CONSCIENCE. What a loaded word it is, because it is all about right and wrong, about ethics and principles.

But that doesn't daunt Steven D. Smith from writing a research paper, titled `The Tenuous Case for Conscience,' as part of the University of San Diego's public law and legal theory series. He asks a straight question: "When we reverently invoke `conscience,' do we have any idea what we are talking about?"

His essay addresses two issues: First, "What is conscience?" And, second, "Why should `conscience' deserve special respect or accommodation from society, or from the state?" I touch my conscience to find if I knew it, but there is hardly any response, so I begin to read Smith's work.

A `minimalist description' of the niggling word is that when we describe an act as being done from `conscience,' we usually mean at least to say that the person in question acted on the basis of a sincere conviction about what is morally required or forbidden, explains Smith.

`Moral' is a different hill to climb, please note. Thus, "a doctor who refuses to perform an abortion because she believes it is morally wrong is said to be acting on `conscience'; a doctor who declines to perform an abortion because he thinks the procedure is unsafe — or detrimental to a woman's psychological health, or not cost-justified — might in a given case be wholly justified, but we would not describe him as acting from `conscience.'"

We can apply the same rules to other professionals such as accountants and lawyers, too. But, instead of, as a Socrates quote puts it, "playing with words but revealing nothing," Smith attacks the `moral' angle, and asks why the society or the state respect and possibly defer to what it believes to be an `erroneous' judgment of conscience. "Freedom of conscience can thrive only in rarefied environments," he declares. "Except in a peculiar and deeply unstable kind of conventionalist culture, the case for conscience seems to depend on meta-ethical objectivism — on a commitment to the idea that morality is in some sense natural, or given, or objectively true."

Difficult to package morality to make it objectively true, you'd agree. Even if you were able to do that, Smith wouldn't be happy. For him, "That is not enough," because even within an objectivist framework, "some moral positions do and some do not justify giving respect to erroneous judgments of conscience." Moral: Your moral need not be mine.

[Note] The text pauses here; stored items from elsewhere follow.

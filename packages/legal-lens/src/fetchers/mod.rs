//! Document fetcher implementations.

mod http;

pub use http::HttpFetcher;
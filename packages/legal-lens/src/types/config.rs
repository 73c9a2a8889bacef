//! Configuration for the remote summarizer.

use std::fmt;

use crate::security::SecretString;
use crate::summarizer::retry::RetryPolicy;

/// Environment variable holding the model API key.
pub const ENV_API_KEY: &str = "OPENAI_API_KEY";

/// Environment variable overriding the model name.
pub const ENV_MODEL: &str = "LEGAL_LENS_MODEL";

/// Environment variable overriding the API root.
pub const ENV_API_BASE: &str = "LEGAL_LENS_API_BASE";

pub const DEFAULT_MODEL: &str = "gpt-3.5-turbo";
pub const DEFAULT_API_BASE: &str = "https://api.openai.com/v1";
pub const DEFAULT_MAX_TOKENS: u32 = 1000;
pub const DEFAULT_TEMPERATURE: f32 = 0.3;

/// Settings for calling the remote chat-completion endpoint.
///
/// Without an API key the remote path is skipped and every document is
/// summarized by the rule engine.
#[derive(Clone)]
pub struct RemoteConfig {
    /// Bearer credential (secret)
    pub api_key: Option<SecretString>,

    /// Model identifier
    pub model: String,

    /// API root, without the `/chat/completions` suffix
    pub base_url: String,

    /// Completion token budget
    pub max_tokens: u32,

    /// Sampling temperature
    pub temperature: f32,

    /// Rate-limit retry policy
    pub retry: RetryPolicy,
}

impl Default for RemoteConfig {
    fn default() -> Self {
        Self {
            api_key: None,
            model: DEFAULT_MODEL.to_string(),
            base_url: DEFAULT_API_BASE.to_string(),
            max_tokens: DEFAULT_MAX_TOKENS,
            temperature: DEFAULT_TEMPERATURE,
            retry: RetryPolicy::default(),
        }
    }
}

impl RemoteConfig {
    /// Create a new config with default values.
    pub fn new() -> Self {
        Self::default()
    }

    /// Load from the process environment.
    pub fn from_env() -> Self {
        Self::from_lookup(|key| std::env::var(key).ok())
    }

    /// Load using an arbitrary variable lookup.
    ///
    /// Blank values count as unset.
    pub fn from_lookup(lookup: impl Fn(&str) -> Option<String>) -> Self {
        let read = |key: &str| lookup(key).map(|v| v.trim().to_string()).filter(|v| !v.is_empty());

        let mut config = Self::default();
        if let Some(key) = read(ENV_API_KEY) {
            config.api_key = Some(SecretString::new(key));
        }
        if let Some(model) = read(ENV_MODEL) {
            config.model = model;
        }
        if let Some(base) = read(ENV_API_BASE) {
            config.base_url = base;
        }
        config
    }

    /// Set the API key.
    pub fn with_api_key(mut self, api_key: impl Into<String>) -> Self {
        self.api_key = Some(SecretString::new(api_key));
        self
    }

    /// Set the model.
    pub fn with_model(mut self, model: impl Into<String>) -> Self {
        self.model = model.into();
        self
    }

    /// Set the API root.
    pub fn with_base_url(mut self, url: impl Into<String>) -> Self {
        self.base_url = url.into();
        self
    }

    /// Whether a credential is configured.
    pub fn has_credential(&self) -> bool {
        self.api_key.is_some()
    }
}

impl fmt::Debug for RemoteConfig {
    fn fmt(&self, f: &mut fmt::Formatter<'_>) -> fmt::Result {
        f.debug_struct("RemoteConfig")
            .field("api_key", &self.api_key.as_ref().map(|_| "[REDACTED]"))
            .field("model", &self.model)
            .field("base_url", &self.base_url)
            .field("max_tokens", &self.max_tokens)
            .field("temperature", &self.temperature)
            .field("retry", &self.retry)
            .finish()
    }
}
//! Orchestration of scan, fetch, summarize and cache.

mod analyzer;

pub use analyzer::Analyzer;
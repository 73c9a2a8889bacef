//! Content extraction - from fetched markup to plain text.

use scraper::{Html, Selector};
use tracing::debug;

use crate::error::FetchResult;
use crate::traits::fetcher::DocumentFetcher;

/// Elements whose content is never shown to a reader.
const HIDDEN_ELEMENTS: &[&str] = &["script", "style", "noscript"];

/// Strip script and style blocks and return the remaining visible text of
/// the document body.
///
/// Head content such as `<title>` is not part of the result. Inter-element
/// whitespace is kept as-is. Markup without any text yields an empty string.
pub fn extract_text(markup: &str) -> String {
    let document = Html::parse_document(markup);
    let selector = Selector::parse("body").ok();
    let body = selector
        .as_ref()
        .and_then(|selector| document.select(selector).next());
    let root = match body {
        Some(body) => *body,
        None => document.tree.root(),
    };
    let mut text = String::new();

    for node in root.descendants() {
        let Some(fragment) = node.value().as_text() else {
            continue;
        };
        let hidden = node.ancestors().any(|ancestor| {
            ancestor
                .value()
                .as_element()
                .is_some_and(|el| HIDDEN_ELEMENTS.contains(&el.name()))
        });
        if !hidden {
            text.push_str(fragment);
        }
    }

    text
}

/// Fetches legal documents and extracts their text.
pub struct ContentExtractor<F: DocumentFetcher> {
    fetcher: F,
}

impl<F: DocumentFetcher> ContentExtractor<F> {
    pub fn new(fetcher: F) -> Self {
        Self { fetcher }
    }

    /// Access the underlying fetcher.
    pub fn fetcher(&self) -> &F {
        &self.fetcher
    }

    /// Retrieve `url` and return its visible text.
    ///
    /// Only retrieval failures are errors; an empty document is `Ok("")`.
    pub async fn fetch_text(&self, url: &str) -> FetchResult<String> {
        let markup = self.fetcher.fetch(url).await?;
        let text = extract_text(&markup);

        debug!(
            url = %url,
            fetcher = self.fetcher.name(),
            markup_length = markup.len(),
            text_length = text.len(),
            "Extracted document text"
        );

        Ok(text)
    }
}
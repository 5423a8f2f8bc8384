//! Reading text files in a configured charset.

use anyhow::Result;
use std::fs;
use std::path::Path;

use crate::config::Charset;
use crate::core::DepTemplateError;

/// Read `path` and decode it with `charset`.
///
/// # Errors
///
/// [`DepTemplateError::TemplateReadError`] if the file cannot be read and
/// [`DepTemplateError::InvalidEncoding`] if it does not decode.
pub fn read_text_file(path: &Path, charset: Charset) -> Result<String> {
    let display = path.display().to_string();
    let bytes = fs::read(path).map_err(|e| DepTemplateError::TemplateReadError {
        path: display.clone(),
        reason: e.to_string(),
    })?;

    Ok(charset.decode(&bytes, &display)?)
}
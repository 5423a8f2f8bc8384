//! deptemplate CLI entry point
//!
//! Parses arguments, runs the command and turns failures into a colored
//! message with a suggestion and exit code 1.

use anyhow::Result;
use clap::Parser;
use deptemplate_cli::cli;
use deptemplate_cli::core::user_friendly_error;

#[tokio::main]
async fn main() -> Result<()> {
    let cli = cli::Cli::parse();

    // Set up colored output for Windows
    #[cfg(windows)]
    colored::control::set_virtual_terminal(true).ok();

    match cli.execute().await {
        Ok(()) => Ok(()),
        Err(e) => {
            let error_ctx = user_friendly_error(e);
            error_ctx.display();
            std::process::exit(1);
        }
    }
}
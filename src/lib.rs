//! deptemplate - dependency manifests from templates
//!
//! Takes the resolved dependency set of a build, drops excluded artifacts,
//! renders each remaining artifact through an artifact template, joins the
//! results in a deterministic order and embeds them into an outer template.
//! The text goes to a file, a published property, or both.
//!
//! # Pipeline
//!
//! 1. [`dependencies`] loads the resolver output (direct and transitive
//!    artifacts) and validates every descriptor
//! 2. [`filter`] removes artifacts by group id, artifact id, classifier or
//!    type, case-insensitively
//! 3. [`templating`] sorts, renders, joins and embeds
//! 4. [`output`] writes the file atomically and collects properties
//!
//! [`generator::generate`] runs all four steps under a
//! [`config::GenerateConfig`].
//!
//! # Example
//!
//! ```rust,no_run
//! use deptemplate_cli::config::GenerateConfig;
//! use deptemplate_cli::dependencies::ResolvedDependencies;
//! use deptemplate_cli::generator::generate;
//! use std::path::Path;
//!
//! # fn example() -> anyhow::Result<()> {
//! let dependencies = ResolvedDependencies::load(Path::new("target/resolved.toml"))?;
//! let config = GenerateConfig {
//!     separator: Some(",".to_string()),
//!     ..GenerateConfig::default()
//! };
//! let manifest = generate(&config, &dependencies)?;
//! println!("{}", manifest.text);
//! # Ok(())
//! # }
//! ```
//!
//! # Modules
//!
//! - [`cli`] - `generate` and `validate` commands
//! - [`config`] - `deptemplate.toml`, option layering, charsets
//! - [`core`] - artifact descriptor and error types
//! - [`version`] - version ordering used by the artifact sort
//! - [`utils`] - atomic writes and charset-aware reads

pub mod cli;
pub mod config;
pub mod constants;
pub mod core;
pub mod dependencies;
pub mod filter;
pub mod generator;
pub mod output;
pub mod templating;
pub mod utils;
pub mod version;

#[cfg(any(test, feature = "test-utils"))]
pub mod test_utils;
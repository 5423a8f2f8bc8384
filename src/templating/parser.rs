//! Single-pass template tokenizer.
//!
//! Templates are plain text with two kinds of tokens:
//!
//! - `{{name}}` placeholders, where `name` is made of ASCII letters, digits,
//!   `_`, `.` and `-`
//! - the conditional `{{ifClassifier:<literal>}}`, whose literal runs up to
//!   the next `}}` and may not contain `{{`
//!
//! Anything else, including `{{ spaced }}` names and a conditional without
//! its closing `}}`, stays literal text. Parsing never fails.

use crate::constants::{IF_CLASSIFIER_PREFIX, TOKEN_CLOSE, TOKEN_OPEN};

/// One piece of a parsed template.
#[derive(Debug, Clone, PartialEq, Eq)]
pub enum Segment {
    Literal(String),
    Placeholder(String),
    /// `{{ifClassifier:<prefix>}}`
    Conditional(String),
}

impl Segment {
    /// The token exactly as written in the template.
    pub fn source_text(&self) -> String {
        match self {
            Self::Literal(text) => text.clone(),
            Self::Placeholder(name) => format!("{TOKEN_OPEN}{name}{TOKEN_CLOSE}"),
            Self::Conditional(prefix) => {
                format!("{TOKEN_OPEN}{IF_CLASSIFIER_PREFIX}{prefix}{TOKEN_CLOSE}")
            }
        }
    }
}

/// A parsed template, ready to be rendered any number of times.
#[derive(Debug, Clone, PartialEq, Eq)]
pub struct Template {
    segments: Vec<Segment>,
    unterminated_conditional: bool,
}

impl Template {
    pub fn parse(source: &str) -> Self {
        let mut segments = Vec::new();
        let mut unterminated_conditional = false;
        let mut literal_start = 0;
        let mut cursor = 0;

        while let Some(offset) = source[cursor..].find(TOKEN_OPEN) {
            let open = cursor + offset;
            let body_start = open + TOKEN_OPEN.len();
            let body = &source[body_start..];

            let token = match body.strip_prefix(IF_CLASSIFIER_PREFIX) {
                Some(rest) => match rest.find(TOKEN_CLOSE) {
                    Some(close) if !rest[..close].contains(TOKEN_OPEN) => Some((
                        Segment::Conditional(rest[..close].to_string()),
                        IF_CLASSIFIER_PREFIX.len() + close,
                    )),
                    _ => {
                        unterminated_conditional = true;
                        None
                    }
                },
                None => body
                    .find(TOKEN_CLOSE)
                    .filter(|&close| is_placeholder_name(&body[..close]))
                    .map(|close| (Segment::Placeholder(body[..close].to_string()), close)),
            };

            match token {
                Some((segment, body_len)) => {
                    if literal_start < open {
                        segments.push(Segment::Literal(source[literal_start..open].to_string()));
                    }
                    segments.push(segment);
                    cursor = body_start + body_len + TOKEN_CLOSE.len();
                    literal_start = cursor;
                }
                // Step over one brace so `{{{name}}}` still yields `{` + token.
                None => cursor = open + 1,
            }
        }

        if literal_start < source.len() {
            segments.push(Segment::Literal(source[literal_start..].to_string()));
        }

        Self {
            segments,
            unterminated_conditional,
        }
    }

    pub fn segments(&self) -> &[Segment] {
        &self.segments
    }

    /// Placeholder names in order of appearance, duplicates included.
    pub fn placeholders(&self) -> impl Iterator<Item = &str> {
        self.segments.iter().filter_map(|segment| match segment {
            Segment::Placeholder(name) => Some(name.as_str()),
            _ => None,
        })
    }

    /// Conditional prefixes in order of appearance, duplicates included.
    pub fn conditionals(&self) -> impl Iterator<Item = &str> {
        self.segments.iter().filter_map(|segment| match segment {
            Segment::Conditional(prefix) => Some(prefix.as_str()),
            _ => None,
        })
    }

    /// The prefix of the first conditional token; only tokens with exactly
    /// this prefix are ever resolved.
    pub fn active_conditional(&self) -> Option<&str> {
        self.conditionals().next()
    }

    /// Whether the source contains `{{ifClassifier:` without a usable `}}`.
    pub fn has_unterminated_conditional(&self) -> bool {
        self.unterminated_conditional
    }
}

fn is_placeholder_name(name: &str) -> bool {
    !name.is_empty()
        && name.bytes().all(|b| b.is_ascii_alphanumeric() || matches!(b, b'_' | b'.' | b'-'))
}
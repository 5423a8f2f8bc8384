//! `deptemplate validate`: check templates without rendering.
//!
//! ```text
//! ✓ Artifact template: templates/artifact.tpl
//! ✓ Main template: default
//! ⚠ Warning: artifact template: unknown placeholder '{{packaging}}' (known: groupId, ...)
//! ```

use anyhow::{Context, Result};
use clap::Args;
use colored::Colorize;
use serde::Serialize;
use std::path::{Path, PathBuf};

use super::CliConfig;
use crate::config::GenerateConfig;
use crate::core::DepTemplateError;
use crate::templating::{TemplateIssue, validate_templates};

#[derive(Args, Debug, Clone, Default)]
pub struct ValidateCommand {
    /// Artifact template file to check instead of the configured one
    #[arg(long, value_name = "PATH")]
    pub artifact_template: Option<PathBuf>,

    /// Main template file to check instead of the configured one
    #[arg(long, value_name = "PATH")]
    pub main_template: Option<PathBuf>,

    /// Charset of the template files [default: UTF-8]
    #[arg(long)]
    pub charset: Option<String>,

    /// Treat any finding as an error
    #[arg(long)]
    pub strict: bool,

    /// Output format
    #[arg(long, value_enum, default_value = "text")]
    pub format: OutputFormat,
}

#[derive(Clone, Copy, Debug, Default, PartialEq, Eq, clap::ValueEnum)]
pub enum OutputFormat {
    /// Colored, human readable
    #[default]
    Text,
    /// One JSON object, for automation
    Json,
}

/// Validation outcome, as printed with `--format json`.
#[derive(Debug, Serialize)]
pub struct ValidationResults {
    pub valid: bool,
    pub artifact_template: String,
    pub main_template: String,
    pub issues: Vec<TemplateIssue>,
    pub warnings: Vec<String>,
}

impl ValidateCommand {
    pub async fn execute(self, config: &CliConfig) -> Result<()> {
        let working_dir = std::env::current_dir().context("Cannot determine working directory")?;
        self.execute_in(&working_dir, config.config_path.as_deref()).await
    }

    pub async fn execute_in(self, working_dir: &Path, config_path: Option<&Path>) -> Result<()> {
        let results = self.check(working_dir, config_path)?;

        match self.format {
            OutputFormat::Json => println!("{}", serde_json::to_string_pretty(&results)?),
            OutputFormat::Text => {
                println!("{} Artifact template: {}", "✓".green(), results.artifact_template);
                println!("{} Main template: {}", "✓".green(), results.main_template);
                for warning in &results.warnings {
                    println!("{} Warning: {warning}", "⚠".yellow());
                }
                if results.warnings.is_empty() {
                    println!("{} Templates are valid", "✓".green());
                }
            }
        }

        if self.strict && !results.issues.is_empty() {
            let error = DepTemplateError::TemplateValidationFailed {
                count: results.issues.len(),
            };
            tracing::error!("{error}");
            return Err(error.into());
        }

        Ok(())
    }

    /// Load the templates and collect their issues.
    pub fn check(&self, working_dir: &Path, config_path: Option<&Path>) -> Result<ValidationResults> {
        let config_path = config_path.map(|p| working_dir.join(p));
        let overrides = GenerateConfig {
            artifact_template_file: self.artifact_template.clone(),
            main_template_file: self.main_template.clone(),
            charset: self.charset.clone(),
            ..GenerateConfig::default()
        }
        .resolve_paths(working_dir);
        let config = GenerateConfig::load(config_path.as_deref(), working_dir)?.merge(overrides);

        let artifact_template = config.artifact_template()?;
        let main_template = config.main_template()?;
        let issues = validate_templates(&artifact_template, &main_template);

        Ok(ValidationResults {
            valid: issues.is_empty(),
            artifact_template: describe(config.artifact_template_file.as_deref()),
            main_template: describe(config.main_template_file.as_deref()),
            warnings: issues.iter().map(ToString::to_string).collect(),
            issues,
        })
    }
}

fn describe(path: Option<&Path>) -> String {
    path.map_or_else(|| "default".to_string(), |p| p.display().to_string())
}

In conclusion, Smith postulates that freedom of conscience may depend on "a moral position that assigns pre-eminent value to something like `authenticity,' even over conduct that conforms to objective moral truth." That's one truth against another, one value against another. In short, "the modern discourse of conscience" poses a puzzle, you'd realise.

While ministers and convicts talking about conscience, Smith is distressed that the word has become "more widespread and commonplace — perhaps even platitudinous — in our public rhetoric." Do we need a freedom for that, when it can turn to be `parasitic' and `problematic'? Smith looks closely at those invoking conscience and finds "uncertainty, confusion, perhaps even a kind of degradation."

Right or wrong? Oh, that, again, would be a question of conscience!